▶ _Exercise objective_: In the entries below, find the lines that contain the word "hasher" and copy them.

▶ _Stored data entries_:
::::::::
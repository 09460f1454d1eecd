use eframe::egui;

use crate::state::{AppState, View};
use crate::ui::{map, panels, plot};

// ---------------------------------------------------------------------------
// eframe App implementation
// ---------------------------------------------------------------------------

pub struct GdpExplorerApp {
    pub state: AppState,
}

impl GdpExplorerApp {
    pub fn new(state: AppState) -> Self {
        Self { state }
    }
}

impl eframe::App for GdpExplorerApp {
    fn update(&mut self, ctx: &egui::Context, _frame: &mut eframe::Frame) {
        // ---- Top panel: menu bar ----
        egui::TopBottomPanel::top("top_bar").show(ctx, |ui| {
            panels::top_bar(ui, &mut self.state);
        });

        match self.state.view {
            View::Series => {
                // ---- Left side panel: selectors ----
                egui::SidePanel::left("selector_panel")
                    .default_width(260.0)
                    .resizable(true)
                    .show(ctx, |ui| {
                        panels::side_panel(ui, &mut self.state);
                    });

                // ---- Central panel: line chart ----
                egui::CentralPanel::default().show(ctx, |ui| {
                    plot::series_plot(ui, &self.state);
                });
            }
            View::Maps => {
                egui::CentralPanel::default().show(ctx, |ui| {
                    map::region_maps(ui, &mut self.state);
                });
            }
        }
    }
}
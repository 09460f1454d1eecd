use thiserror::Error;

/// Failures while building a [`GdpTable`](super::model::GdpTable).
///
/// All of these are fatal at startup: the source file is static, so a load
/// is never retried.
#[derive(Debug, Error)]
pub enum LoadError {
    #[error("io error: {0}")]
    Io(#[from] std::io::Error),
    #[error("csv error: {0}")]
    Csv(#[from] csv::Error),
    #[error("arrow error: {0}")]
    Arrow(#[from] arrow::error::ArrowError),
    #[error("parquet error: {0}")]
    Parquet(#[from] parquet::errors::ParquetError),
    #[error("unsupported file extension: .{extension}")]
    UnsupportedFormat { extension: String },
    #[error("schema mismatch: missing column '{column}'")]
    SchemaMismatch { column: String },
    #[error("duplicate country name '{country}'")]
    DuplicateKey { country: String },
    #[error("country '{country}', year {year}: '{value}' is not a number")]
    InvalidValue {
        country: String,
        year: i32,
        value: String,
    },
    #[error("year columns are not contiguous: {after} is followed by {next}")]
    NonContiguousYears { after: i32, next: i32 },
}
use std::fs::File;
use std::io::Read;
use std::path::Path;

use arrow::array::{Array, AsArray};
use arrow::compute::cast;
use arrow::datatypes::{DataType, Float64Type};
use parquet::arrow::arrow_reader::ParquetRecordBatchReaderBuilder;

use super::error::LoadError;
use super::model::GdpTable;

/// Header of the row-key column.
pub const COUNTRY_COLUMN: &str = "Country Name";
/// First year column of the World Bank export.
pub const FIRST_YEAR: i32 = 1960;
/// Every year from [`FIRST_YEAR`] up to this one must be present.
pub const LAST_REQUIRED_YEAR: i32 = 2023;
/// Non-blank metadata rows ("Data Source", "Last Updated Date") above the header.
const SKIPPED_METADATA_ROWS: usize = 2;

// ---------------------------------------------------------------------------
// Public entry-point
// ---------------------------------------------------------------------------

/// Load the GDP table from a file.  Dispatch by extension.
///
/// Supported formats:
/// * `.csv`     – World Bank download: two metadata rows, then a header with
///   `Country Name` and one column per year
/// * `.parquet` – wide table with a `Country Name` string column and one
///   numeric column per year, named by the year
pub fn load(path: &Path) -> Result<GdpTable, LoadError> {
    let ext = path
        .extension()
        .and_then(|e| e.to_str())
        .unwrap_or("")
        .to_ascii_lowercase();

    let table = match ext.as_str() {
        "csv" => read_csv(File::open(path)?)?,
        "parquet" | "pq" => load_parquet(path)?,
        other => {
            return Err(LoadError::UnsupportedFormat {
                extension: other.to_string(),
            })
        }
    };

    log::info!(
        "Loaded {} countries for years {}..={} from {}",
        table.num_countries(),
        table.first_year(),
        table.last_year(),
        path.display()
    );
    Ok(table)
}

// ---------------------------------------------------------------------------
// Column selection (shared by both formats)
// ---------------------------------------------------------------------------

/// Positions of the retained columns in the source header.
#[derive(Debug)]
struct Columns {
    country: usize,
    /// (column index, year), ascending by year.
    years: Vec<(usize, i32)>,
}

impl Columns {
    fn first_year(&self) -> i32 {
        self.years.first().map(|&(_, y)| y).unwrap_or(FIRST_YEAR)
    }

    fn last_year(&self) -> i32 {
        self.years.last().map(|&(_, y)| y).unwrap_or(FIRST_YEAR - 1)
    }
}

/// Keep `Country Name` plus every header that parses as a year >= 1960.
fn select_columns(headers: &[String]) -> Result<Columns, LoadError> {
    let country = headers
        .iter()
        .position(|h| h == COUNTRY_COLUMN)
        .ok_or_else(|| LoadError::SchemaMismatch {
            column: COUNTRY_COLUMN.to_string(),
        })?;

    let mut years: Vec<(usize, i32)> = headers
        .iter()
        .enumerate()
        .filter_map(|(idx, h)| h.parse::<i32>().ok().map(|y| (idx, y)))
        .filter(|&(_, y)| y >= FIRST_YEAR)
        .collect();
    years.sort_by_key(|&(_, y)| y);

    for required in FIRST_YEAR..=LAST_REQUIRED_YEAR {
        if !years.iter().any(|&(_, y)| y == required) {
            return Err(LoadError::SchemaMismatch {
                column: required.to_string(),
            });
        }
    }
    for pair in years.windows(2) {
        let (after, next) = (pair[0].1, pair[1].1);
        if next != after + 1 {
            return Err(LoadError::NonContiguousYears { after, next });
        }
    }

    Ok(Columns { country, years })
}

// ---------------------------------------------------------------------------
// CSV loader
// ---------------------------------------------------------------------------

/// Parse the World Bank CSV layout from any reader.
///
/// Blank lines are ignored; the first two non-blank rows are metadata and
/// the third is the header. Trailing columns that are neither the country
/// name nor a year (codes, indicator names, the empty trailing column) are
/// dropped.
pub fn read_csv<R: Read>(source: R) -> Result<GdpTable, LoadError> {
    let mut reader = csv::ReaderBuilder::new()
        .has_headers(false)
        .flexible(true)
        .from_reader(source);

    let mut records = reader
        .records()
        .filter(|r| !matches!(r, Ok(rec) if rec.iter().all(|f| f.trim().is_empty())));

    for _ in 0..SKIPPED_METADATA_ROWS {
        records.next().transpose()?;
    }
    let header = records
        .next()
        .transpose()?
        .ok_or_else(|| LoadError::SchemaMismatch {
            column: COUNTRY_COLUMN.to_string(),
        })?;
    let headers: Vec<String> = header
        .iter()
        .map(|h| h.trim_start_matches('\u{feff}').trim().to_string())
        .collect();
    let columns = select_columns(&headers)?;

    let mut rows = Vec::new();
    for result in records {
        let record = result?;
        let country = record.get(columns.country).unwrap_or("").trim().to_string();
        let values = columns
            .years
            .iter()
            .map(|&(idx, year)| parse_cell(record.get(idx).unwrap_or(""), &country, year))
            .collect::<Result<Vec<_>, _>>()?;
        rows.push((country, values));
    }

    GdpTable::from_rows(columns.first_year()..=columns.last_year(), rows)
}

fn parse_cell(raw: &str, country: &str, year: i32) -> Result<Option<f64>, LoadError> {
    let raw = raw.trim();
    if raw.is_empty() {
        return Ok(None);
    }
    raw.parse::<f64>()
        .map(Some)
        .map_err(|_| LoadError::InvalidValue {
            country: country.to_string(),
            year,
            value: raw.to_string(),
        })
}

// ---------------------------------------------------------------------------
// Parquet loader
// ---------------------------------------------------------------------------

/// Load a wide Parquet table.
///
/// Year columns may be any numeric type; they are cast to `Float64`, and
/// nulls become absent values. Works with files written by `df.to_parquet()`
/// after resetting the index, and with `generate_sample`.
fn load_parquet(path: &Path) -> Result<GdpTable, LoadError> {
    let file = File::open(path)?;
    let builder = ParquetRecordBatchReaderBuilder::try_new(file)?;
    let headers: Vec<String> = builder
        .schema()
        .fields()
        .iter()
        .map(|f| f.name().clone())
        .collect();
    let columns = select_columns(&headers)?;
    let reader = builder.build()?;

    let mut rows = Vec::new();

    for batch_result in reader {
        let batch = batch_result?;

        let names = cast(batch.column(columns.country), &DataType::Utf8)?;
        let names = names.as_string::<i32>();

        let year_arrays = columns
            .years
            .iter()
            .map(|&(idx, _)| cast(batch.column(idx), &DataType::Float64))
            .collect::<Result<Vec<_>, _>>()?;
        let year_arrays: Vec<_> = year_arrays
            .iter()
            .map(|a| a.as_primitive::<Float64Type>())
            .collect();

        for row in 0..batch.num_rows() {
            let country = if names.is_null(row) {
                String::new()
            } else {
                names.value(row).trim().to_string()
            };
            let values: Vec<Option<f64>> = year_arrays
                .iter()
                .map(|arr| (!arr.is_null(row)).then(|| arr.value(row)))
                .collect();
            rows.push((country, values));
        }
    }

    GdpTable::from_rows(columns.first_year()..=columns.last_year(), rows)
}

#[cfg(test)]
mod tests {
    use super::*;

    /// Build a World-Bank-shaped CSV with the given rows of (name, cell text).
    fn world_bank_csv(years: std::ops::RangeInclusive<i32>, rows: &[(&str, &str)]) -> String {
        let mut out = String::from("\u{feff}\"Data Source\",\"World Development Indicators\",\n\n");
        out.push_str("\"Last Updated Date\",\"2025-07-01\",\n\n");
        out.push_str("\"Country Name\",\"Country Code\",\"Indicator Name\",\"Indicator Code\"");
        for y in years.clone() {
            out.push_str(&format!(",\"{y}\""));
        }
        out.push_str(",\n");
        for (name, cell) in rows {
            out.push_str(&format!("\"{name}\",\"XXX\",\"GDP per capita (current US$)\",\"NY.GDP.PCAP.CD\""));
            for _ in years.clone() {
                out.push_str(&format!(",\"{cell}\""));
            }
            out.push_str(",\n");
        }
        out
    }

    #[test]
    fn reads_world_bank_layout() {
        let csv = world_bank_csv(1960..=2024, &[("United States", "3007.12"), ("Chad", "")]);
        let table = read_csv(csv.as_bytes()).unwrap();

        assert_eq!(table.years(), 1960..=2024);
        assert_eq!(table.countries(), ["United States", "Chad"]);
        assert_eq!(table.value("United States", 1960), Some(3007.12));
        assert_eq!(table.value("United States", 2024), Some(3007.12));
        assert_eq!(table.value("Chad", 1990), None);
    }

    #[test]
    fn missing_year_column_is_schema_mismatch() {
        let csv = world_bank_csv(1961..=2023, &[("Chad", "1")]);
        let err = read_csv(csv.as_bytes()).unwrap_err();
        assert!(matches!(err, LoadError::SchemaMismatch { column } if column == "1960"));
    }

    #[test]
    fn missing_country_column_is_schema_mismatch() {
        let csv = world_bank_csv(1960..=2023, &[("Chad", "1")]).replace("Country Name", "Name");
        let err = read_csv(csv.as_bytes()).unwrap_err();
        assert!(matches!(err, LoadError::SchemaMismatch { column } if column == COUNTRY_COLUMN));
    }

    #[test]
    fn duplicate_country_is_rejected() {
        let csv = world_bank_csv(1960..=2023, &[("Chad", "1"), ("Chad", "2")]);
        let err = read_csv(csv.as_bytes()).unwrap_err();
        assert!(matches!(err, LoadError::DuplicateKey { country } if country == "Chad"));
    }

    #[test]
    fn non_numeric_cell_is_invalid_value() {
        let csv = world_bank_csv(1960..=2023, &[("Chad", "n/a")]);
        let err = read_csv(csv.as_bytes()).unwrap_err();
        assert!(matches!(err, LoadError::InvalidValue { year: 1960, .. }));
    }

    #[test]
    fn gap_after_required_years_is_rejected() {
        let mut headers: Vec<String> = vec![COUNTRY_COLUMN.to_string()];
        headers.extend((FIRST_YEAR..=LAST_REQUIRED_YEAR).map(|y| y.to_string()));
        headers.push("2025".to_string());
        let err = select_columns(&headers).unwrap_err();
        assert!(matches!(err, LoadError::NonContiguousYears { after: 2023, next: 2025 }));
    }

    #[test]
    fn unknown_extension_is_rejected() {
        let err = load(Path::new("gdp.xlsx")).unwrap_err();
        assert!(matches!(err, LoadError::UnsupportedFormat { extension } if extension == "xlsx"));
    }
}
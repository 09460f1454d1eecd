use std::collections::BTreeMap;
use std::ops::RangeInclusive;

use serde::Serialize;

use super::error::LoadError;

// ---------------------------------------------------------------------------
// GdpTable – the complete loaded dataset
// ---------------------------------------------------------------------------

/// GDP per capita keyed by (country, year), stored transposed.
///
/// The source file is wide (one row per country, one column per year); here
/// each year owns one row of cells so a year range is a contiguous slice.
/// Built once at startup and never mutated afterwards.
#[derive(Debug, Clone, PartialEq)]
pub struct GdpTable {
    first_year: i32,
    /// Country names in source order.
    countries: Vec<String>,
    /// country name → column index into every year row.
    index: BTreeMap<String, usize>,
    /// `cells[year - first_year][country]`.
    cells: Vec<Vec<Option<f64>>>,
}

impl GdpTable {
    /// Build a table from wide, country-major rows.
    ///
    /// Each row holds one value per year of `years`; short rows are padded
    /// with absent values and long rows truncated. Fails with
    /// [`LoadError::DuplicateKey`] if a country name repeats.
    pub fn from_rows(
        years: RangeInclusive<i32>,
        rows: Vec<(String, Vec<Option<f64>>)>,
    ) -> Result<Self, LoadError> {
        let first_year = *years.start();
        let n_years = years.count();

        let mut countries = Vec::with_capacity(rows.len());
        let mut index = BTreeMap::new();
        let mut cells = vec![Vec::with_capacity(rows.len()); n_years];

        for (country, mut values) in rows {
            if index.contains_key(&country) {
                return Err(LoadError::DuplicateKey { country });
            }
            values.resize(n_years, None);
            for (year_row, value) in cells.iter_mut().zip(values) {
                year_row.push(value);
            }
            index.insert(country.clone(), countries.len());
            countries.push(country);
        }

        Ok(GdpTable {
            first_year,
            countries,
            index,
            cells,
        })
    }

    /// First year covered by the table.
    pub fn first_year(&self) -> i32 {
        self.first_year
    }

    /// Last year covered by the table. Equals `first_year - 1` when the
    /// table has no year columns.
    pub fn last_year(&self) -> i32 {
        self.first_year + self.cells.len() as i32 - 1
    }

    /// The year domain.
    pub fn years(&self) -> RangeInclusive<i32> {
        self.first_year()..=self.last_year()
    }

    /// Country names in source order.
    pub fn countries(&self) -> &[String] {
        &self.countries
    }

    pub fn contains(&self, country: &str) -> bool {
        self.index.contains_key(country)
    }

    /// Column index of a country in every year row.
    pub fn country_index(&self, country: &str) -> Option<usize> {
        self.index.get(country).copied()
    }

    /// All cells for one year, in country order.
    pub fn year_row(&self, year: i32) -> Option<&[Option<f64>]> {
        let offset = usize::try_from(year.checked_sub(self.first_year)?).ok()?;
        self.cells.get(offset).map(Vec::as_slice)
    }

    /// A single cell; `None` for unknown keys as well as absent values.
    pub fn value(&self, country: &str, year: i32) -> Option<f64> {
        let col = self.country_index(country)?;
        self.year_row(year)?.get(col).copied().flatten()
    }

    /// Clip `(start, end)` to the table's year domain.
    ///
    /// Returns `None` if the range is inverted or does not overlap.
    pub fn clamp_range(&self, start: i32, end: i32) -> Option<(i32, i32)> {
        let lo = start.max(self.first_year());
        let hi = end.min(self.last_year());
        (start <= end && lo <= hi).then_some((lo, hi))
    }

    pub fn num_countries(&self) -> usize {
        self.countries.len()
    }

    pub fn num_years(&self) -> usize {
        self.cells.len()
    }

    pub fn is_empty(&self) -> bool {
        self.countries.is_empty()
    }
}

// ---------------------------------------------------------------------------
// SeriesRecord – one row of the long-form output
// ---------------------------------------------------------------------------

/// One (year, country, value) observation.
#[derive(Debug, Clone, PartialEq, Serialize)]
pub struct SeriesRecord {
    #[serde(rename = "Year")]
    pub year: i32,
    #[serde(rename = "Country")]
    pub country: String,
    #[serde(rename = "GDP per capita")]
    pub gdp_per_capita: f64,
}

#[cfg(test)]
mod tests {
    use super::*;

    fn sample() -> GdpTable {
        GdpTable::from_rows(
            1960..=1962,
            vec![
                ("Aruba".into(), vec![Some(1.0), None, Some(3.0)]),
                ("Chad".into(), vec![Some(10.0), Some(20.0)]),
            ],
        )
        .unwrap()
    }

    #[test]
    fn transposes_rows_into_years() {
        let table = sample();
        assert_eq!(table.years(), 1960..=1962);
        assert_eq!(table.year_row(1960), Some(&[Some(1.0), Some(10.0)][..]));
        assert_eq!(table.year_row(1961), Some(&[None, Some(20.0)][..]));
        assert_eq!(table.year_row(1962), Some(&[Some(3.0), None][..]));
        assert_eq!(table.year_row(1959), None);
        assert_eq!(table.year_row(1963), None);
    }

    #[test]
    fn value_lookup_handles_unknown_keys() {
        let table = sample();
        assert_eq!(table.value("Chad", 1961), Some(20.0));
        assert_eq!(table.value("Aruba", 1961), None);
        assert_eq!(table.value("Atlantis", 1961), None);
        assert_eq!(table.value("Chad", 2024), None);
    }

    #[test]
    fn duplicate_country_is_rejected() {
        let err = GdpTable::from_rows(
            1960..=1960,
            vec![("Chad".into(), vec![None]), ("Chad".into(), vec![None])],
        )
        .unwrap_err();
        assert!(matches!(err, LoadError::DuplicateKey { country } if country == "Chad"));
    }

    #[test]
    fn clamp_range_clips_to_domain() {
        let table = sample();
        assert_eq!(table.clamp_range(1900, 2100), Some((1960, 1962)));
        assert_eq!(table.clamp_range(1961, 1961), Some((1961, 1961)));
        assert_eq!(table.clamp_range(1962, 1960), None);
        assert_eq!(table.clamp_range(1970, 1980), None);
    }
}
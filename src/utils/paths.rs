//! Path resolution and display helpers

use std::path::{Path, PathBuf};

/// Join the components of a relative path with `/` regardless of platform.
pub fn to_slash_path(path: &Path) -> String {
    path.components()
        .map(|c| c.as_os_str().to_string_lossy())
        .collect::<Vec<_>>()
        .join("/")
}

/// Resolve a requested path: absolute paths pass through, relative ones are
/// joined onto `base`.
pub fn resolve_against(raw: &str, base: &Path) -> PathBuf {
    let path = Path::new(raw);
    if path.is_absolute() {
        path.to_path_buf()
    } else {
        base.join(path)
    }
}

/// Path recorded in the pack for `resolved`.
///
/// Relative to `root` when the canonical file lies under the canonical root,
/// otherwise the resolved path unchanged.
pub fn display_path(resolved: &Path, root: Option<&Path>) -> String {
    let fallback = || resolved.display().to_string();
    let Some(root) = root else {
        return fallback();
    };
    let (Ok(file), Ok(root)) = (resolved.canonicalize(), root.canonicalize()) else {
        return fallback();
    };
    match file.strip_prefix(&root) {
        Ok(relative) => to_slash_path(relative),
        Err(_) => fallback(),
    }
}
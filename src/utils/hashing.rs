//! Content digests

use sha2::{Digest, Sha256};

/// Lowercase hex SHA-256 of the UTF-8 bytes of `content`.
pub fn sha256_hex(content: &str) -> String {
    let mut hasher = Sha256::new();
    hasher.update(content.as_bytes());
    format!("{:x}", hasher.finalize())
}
::::::::
▶ _Expected answer_:
    let mut hasher = Sha256::new();
    hasher.update(content.as_bytes());
    format!("{:x}", hasher.finalize())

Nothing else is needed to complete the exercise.